● **WORK TASK**:
Leaving nothing out, print each line of the material exactly.

──────── SOURCE DATA ────────

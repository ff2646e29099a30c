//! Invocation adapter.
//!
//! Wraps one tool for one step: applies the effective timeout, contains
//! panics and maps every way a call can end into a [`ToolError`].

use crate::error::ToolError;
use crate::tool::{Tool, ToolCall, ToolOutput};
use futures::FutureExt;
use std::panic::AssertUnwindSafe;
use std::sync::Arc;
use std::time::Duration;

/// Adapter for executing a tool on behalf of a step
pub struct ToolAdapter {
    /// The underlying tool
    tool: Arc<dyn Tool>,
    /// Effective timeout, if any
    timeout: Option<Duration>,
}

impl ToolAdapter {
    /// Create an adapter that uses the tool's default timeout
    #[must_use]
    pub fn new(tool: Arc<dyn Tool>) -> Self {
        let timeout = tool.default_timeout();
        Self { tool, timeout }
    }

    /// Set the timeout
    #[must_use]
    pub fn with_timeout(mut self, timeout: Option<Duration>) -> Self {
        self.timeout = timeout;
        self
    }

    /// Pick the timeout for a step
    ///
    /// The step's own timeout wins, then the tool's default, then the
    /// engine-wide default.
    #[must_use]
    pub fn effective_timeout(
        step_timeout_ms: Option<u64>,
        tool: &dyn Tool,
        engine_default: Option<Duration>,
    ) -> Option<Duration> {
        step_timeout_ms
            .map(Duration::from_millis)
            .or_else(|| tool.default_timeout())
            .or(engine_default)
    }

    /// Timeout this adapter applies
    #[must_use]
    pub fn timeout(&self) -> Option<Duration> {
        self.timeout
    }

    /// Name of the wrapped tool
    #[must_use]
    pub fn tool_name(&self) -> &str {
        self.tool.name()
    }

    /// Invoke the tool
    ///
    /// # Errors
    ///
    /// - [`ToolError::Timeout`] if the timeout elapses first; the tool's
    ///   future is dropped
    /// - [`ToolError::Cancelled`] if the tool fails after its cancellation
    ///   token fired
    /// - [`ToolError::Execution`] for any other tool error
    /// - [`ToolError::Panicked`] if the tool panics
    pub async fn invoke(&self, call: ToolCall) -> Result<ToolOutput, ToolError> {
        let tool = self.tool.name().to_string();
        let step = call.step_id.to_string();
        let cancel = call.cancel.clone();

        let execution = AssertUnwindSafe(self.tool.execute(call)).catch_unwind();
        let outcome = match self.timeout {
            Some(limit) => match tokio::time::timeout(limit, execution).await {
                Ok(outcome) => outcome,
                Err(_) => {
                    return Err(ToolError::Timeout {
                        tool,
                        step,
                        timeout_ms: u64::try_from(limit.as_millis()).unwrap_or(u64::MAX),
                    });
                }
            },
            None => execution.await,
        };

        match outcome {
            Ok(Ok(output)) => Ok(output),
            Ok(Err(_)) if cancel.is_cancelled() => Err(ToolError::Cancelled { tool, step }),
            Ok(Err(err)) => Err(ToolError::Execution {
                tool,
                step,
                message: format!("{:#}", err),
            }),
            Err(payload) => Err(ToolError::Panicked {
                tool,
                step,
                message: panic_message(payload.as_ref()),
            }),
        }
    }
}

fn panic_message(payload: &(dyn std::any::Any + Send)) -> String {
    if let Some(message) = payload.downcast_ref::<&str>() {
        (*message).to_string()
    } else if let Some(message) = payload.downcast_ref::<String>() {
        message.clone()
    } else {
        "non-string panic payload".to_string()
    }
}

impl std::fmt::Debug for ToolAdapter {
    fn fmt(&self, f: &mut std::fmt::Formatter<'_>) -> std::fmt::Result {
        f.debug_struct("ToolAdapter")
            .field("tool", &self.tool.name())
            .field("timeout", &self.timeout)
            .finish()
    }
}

────────

● **REPLY TO THE EXERCISE**:
repository ff2646e29099a30c
//! Invocation adapter.
//!
//! Wraps one tool for one step: applies the effective timeout, contains
//! panics and maps every way a call can end into a [`ToolError`].

use crate::error::ToolError;
use crate::tool::{Tool, ToolCall, ToolOutput};
use futures::FutureExt;
use std::panic::AssertUnwindSafe;
use std::sync::Arc;
use std::time::Duration;

/// Adapter for executing a tool on behalf of a step
pub struct ToolAdapter {
    /// The underlying tool
    tool: Arc<dyn Tool>,
    /// Effective timeout, if any
    timeout: Option<Duration>,
}

impl ToolAdapter {
    /// Create an adapter that uses the tool's default timeout
    #[must_use]
    pub fn new(tool: Arc<dyn Tool>) -> Self {
        let timeout = tool.default_timeout();
        Self { tool, timeout }
    }

    /// Set the timeout
    #[must_use]
    pub fn with_timeout(mut self, timeout: Option<Duration>) -> Self {
        self.timeout = timeout;
        self
    }

    /// Pick the timeout for a step
    ///
    /// The step's own timeout wins, then the tool's default, then the
    /// engine-wide default.
    #[must_use]
    pub fn effective_timeout(
        step_timeout_ms: Option<u64>,
        tool: &dyn Tool,
        engine_default: Option<Duration>,
    ) -> Option<Duration> {
        step_timeout_ms
            .map(Duration::from_millis)
            .or_else(|| tool.default_timeout())
            .or(engine_default)
    }

    /// Timeout this adapter applies
    #[must_use]
    pub fn timeout(&self) -> Option<Duration> {
        self.timeout
    }

    /// Name of the wrapped tool
    #[must_use]
    pub fn tool_name(&self) -> &str {
        self.tool.name()
    }

    /// Invoke the tool
    ///
    /// # Errors
    ///
    /// - [`ToolError::Timeout`] if the timeout elapses first; the tool's
    ///   future is dropped
    /// - [`ToolError::Cancelled`] if the tool fails after its cancellation
    ///   token fired
    /// - [`ToolError::Execution`] for any other tool error
    /// - [`ToolError::Panicked`] if the tool panics
    pub async fn invoke(&self, call: ToolCall) -> Result<ToolOutput, ToolError> {
        let tool = self.tool.name().to_string();
        let step = call.step_id.to_string();
        let cancel = call.cancel.clone();

        let execution = AssertUnwindSafe(self.tool.execute(call)).catch_unwind();
        let outcome = match self.timeout {
            Some(limit) => match tokio::time::timeout(limit, execution).await {
                Ok(outcome) => outcome,
                Err(_) => {
                    return Err(ToolError::Timeout {
                        tool,
                        step,
                        timeout_ms: u64::try_from(limit.as_millis()).unwrap_or(u64::MAX),
                    });
                }
            },
            None => execution.await,
        };

        match outcome {
            Ok(Ok(output)) => Ok(output),
            Ok(Err(_)) if cancel.is_cancelled() => Err(ToolError::Cancelled { tool, step }),
            Ok(Err(err)) => Err(ToolError::Execution {
                tool,
                step,
                message: format!("{:#}", err),
            }),
            Err(payload) => Err(ToolError::Panicked {
                tool,
                step,
                message: panic_message(payload.as_ref()),
            }),
        }
    }
}

fn panic_message(payload: &(dyn std::any::Any + Send)) -> String {
    if let Some(message) = payload.downcast_ref::<&str>() {
        (*message).to_string()
    } else if let Some(message) = payload.downcast_ref::<String>() {
        message.clone()
    } else {
        "non-string panic payload".to_string()
    }
}

impl std::fmt::Debug for ToolAdapter {
    fn fmt(&self, f: &mut std::fmt::Formatter<'_>) -> std::fmt::Result {
        f.debug_struct("ToolAdapter")
            .field("tool", &self.tool.name())
            .field("timeout", &self.timeout)
            .finish()
    }
}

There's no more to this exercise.